A practical guide to quieting self-doubt, reducing performance anxiety, and building confidence before high-pressure moments

Lauren Bonvini is a Seattle-based stage fright coach who helps performers, speakers, and creatives work through performance anxiety and build confidence, presence, and self-trust. Overthinking before speaking or performing is one of the most common ways stage fright begins long before the actual moment arrives.
For many people, the anxiety does not start when they stand in front of others. It starts earlier. It begins while preparing notes, imagining the audience, thinking about possible mistakes, or replaying what could go wrong. The mind tries to protect the person by planning for every outcome, but that planning can quickly become pressure.

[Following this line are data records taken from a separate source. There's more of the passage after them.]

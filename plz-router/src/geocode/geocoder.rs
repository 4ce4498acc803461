//! The geocoding seam used by the address resolver.

use std::sync::Arc;

use futures::future::BoxFuture;

use crate::domain::PostalCode;

use super::error::GeocodeError;

/// Looks up a postal code for a city name.
///
/// Implementations may suspend on network I/O. Callers bound the call with
/// their own timeout and cancel it by dropping the future.
pub trait Geocoder: Send + Sync {
    /// Find a postal code for `city`.
    ///
    /// Returns `Ok(None)` when the service answered but knows no usable
    /// 5-digit code for the name.
    fn lookup_postal_code<'a>(
        &'a self,
        city: &'a str,
    ) -> BoxFuture<'a, Result<Option<PostalCode>, GeocodeError>>;
}

impl<G: Geocoder + ?Sized> Geocoder for Arc<G> {
    fn lookup_postal_code<'a>(
        &'a self,
        city: &'a str,
    ) -> BoxFuture<'a, Result<Option<PostalCode>, GeocodeError>> {
        (**self).lookup_postal_code(city)
    }
}
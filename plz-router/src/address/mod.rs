//! Address → postal code resolution.
//!
//! Turns free text ("Hauptstraße 15, 80331 München", "Bad Homburg",
//! "10115") into a postal code with a confidence grade. Strategies are
//! tried in a fixed order and the first success wins:
//!
//! 1. the whole input is a postal code
//! 2. a postal code is embedded in the input
//! 3. a city name is extracted and looked up in the local [`CityTable`]
//! 4. the extracted city name is sent to a [`Geocoder`](crate::geocode::Geocoder)
//!
//! Everything except step 4 is pure and synchronous.

mod cities;
mod extract;
mod normalize;
mod resolver;


pub use cities::{CityEntry, CityMatch, CityTable};
pub use extract::{direct_postal_code, embedded_postal_code, extract_city_name};
pub use normalize::normalize_input;
pub use resolver::{AddressResolver, LocalResolution, ResolverConfig};
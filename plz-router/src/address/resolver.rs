//! The address resolver.

use std::sync::Arc;
use std::time::Duration;

use tracing::{debug, warn};

use crate::domain::{Confidence, Resolution, Source};
use crate::geocode::{GeocodeError, Geocoder};

use super::cities::CityTable;
use super::extract::{direct_postal_code, embedded_postal_code, extract_city_name};
use super::normalize::normalize_input;

/// Default bound on a single geocoding call.
const DEFAULT_GEOCODE_TIMEOUT: Duration = Duration::from_secs(5);

/// Configuration for the address resolver.
#[derive(Debug, Clone)]
pub struct ResolverConfig {
    /// Upper bound on a geocoding call. On expiry the lookup is dropped
    /// (cancelled) and reported as an API error, never retried.
    pub geocode_timeout: Duration,
}

impl ResolverConfig {
    /// Set the geocoding timeout.
    pub fn with_geocode_timeout(mut self, timeout: Duration) -> Self {
        self.geocode_timeout = timeout;
        self
    }
}

impl Default for ResolverConfig {
    fn default() -> Self {
        Self {
            geocode_timeout: DEFAULT_GEOCODE_TIMEOUT,
        }
    }
}

/// Outcome of the offline part of resolution.
#[derive(Debug, Clone, PartialEq, Eq)]
pub enum LocalResolution {
    /// Resolution finished without needing the geocoder.
    Done(Resolution),
    /// A city name was extracted but is not in the local table.
    Unmatched { city: String },
}

/// Resolves free-text addresses to postal codes.
///
/// Cheap to clone; the city table and geocoder are shared.
#[derive(Clone)]
pub struct AddressResolver {
    cities: Arc<CityTable>,
    geocoder: Option<Arc<dyn Geocoder>>,
    config: ResolverConfig,
}

impl AddressResolver {
    /// Create a resolver that falls back to `geocoder` for unknown cities.
    pub fn new(cities: Arc<CityTable>, geocoder: Arc<dyn Geocoder>, config: ResolverConfig) -> Self {
        Self {
            cities,
            geocoder: Some(geocoder),
            config,
        }
    }

    /// Create a resolver that only uses the local city table.
    ///
    /// Unknown cities resolve to [`Source::NotFound`].
    pub fn offline(cities: Arc<CityTable>) -> Self {
        Self {
            cities,
            geocoder: None,
            config: ResolverConfig::default(),
        }
    }

    /// The city table in use.
    pub fn cities(&self) -> &CityTable {
        &self.cities
    }

    /// Whether a geocoding fallback is configured.
    pub fn has_geocoder(&self) -> bool {
        self.geocoder.is_some()
    }

    /// Resolve an address to a postal code.
    ///
    /// Never fails: every problem, including geocoder outages, comes back as
    /// a [`Resolution`] with [`Confidence::None`] and a diagnostic source.
    /// Whitespace-only input counts as empty.
    pub async fn resolve(&self, input: &str) -> Resolution {
        let city = match self.resolve_local(input) {
            LocalResolution::Done(resolution) => return resolution,
            LocalResolution::Unmatched { city } => city,
        };

        match &self.geocoder {
            Some(geocoder) => self.geocode(geocoder.as_ref(), city).await,
            None => {
                debug!(city = %city, "unknown city, no geocoder configured");
                Resolution::unresolved(Source::NotFound).with_city(city)
            }
        }
    }

    /// Run every strategy that does not need the network.
    pub fn resolve_local(&self, input: &str) -> LocalResolution {
        let normalized = normalize_input(input);
        if normalized.is_empty() {
            return LocalResolution::Done(Resolution::unresolved(Source::Empty));
        }

        if let Some(code) = direct_postal_code(&normalized) {
            return LocalResolution::Done(Resolution::found(
                code,
                Confidence::High,
                Source::DirectPlz,
            ));
        }

        if let Some(code) = embedded_postal_code(&normalized) {
            debug!(postal_code = %code, "postal code embedded in address");
            return LocalResolution::Done(Resolution::found(
                code,
                Confidence::High,
                Source::ExplicitPlz,
            ));
        }

        let Some(city) = extract_city_name(&normalized) else {
            debug!(input = %normalized, "no city name found");
            return LocalResolution::Done(Resolution::unresolved(Source::NoCityFound));
        };

        match self.cities.lookup(&city) {
            Some(found) => {
                debug!(city = %city, source = %found.source, "city found in local table");
                LocalResolution::Done(found.into_resolution(&city))
            }
            None => LocalResolution::Unmatched { city },
        }
    }

    async fn geocode(&self, geocoder: &dyn Geocoder, city: String) -> Resolution {
        let timeout = self.config.geocode_timeout;
        let answer = match tokio::time::timeout(timeout, geocoder.lookup_postal_code(&city)).await
        {
            Ok(answer) => answer,
            Err(_) => Err(GeocodeError::Timeout {
                after_ms: u64::try_from(timeout.as_millis()).unwrap_or(u64::MAX),
            }),
        };

        match answer {
            Ok(Some(code)) => {
                debug!(city = %city, postal_code = %code, "geocoded");
                Resolution::found(code, Confidence::Medium, Source::NominatimApi).with_city(city)
            }
            Ok(None) => {
                debug!(city = %city, "geocoder has no postal code");
                Resolution::unresolved(Source::ApiNoResult).with_city(city)
            }
            Err(e) => {
                warn!(city = %city, error = %e, "geocoding failed");
                Resolution::unresolved(Source::ApiError).with_city(city)
            }
        }
    }
}

impl std::fmt::Debug for AddressResolver {
    fn fmt(&self, f: &mut std::fmt::Formatter<'_>) -> std::fmt::Result {
        f.debug_struct("AddressResolver")
            .field("cities", &self.cities.len())
            .field("geocoder", &self.geocoder.is_some())
            .field("config", &self.config)
            .finish()
    }
}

Overthinking can make a speech, presentation, audition, meeting, or performance feel heavier than it needs to be. A person may begin with a simple task, such as preparing what to say, and suddenly find themselves caught in a loop of self-doubt:
What if I forget my words?
What if my voice shakes?
What if people judge me?
What if I seem nervous?
What if I make a mistake and cannot recover?
These thoughts can feel convincing, but they do not always help. In many cases, overthinking increases performance anxiety because it trains the mind and body to treat the upcoming moment as a threat.
The goal is not to stop thinking completely. Thinking is useful. Preparation is useful. Reflection is useful. The real goal is to stop letting overthinking take over the moment before it even begins.
Why Overthinking Happens Before Speaking
Overthinking often happens when the mind is trying to create safety. If a person feels exposed or uncertain, the mind may respond by trying to control every detail.
It may want to rehearse every sentence.
It may want to predict every audience reaction.
It may want to prevent every possible mistake.
It may want to guarantee that the moment goes perfectly.
The problem is that public speaking and performance cannot be controlled completely. There will always be some uncertainty. The audience may respond differently than expected. A sentence may come out differently. A pause may happen. The room may feel different. The body may feel more activated than planned.
When the mind tries to eliminate all uncertainty, it often creates more pressure.
Overthinking is especially common for people who care deeply about doing well. They want to be clear. They want to be understood. They want to make a good impression. They want to avoid embarrassment.
That care is not the problem. The problem begins when care turns into pressure, and pressure turns into mental spiraling.
How Overthinking Increases Performance Anxiety
Overthinking can feel like preparation, but it is not always productive preparation.
Helpful preparation creates clarity.
Overthinking creates tension.
Helpful preparation helps someone know the message.
Overthinking makes them doubt the message.
Helpful preparation gives a person a place to begin.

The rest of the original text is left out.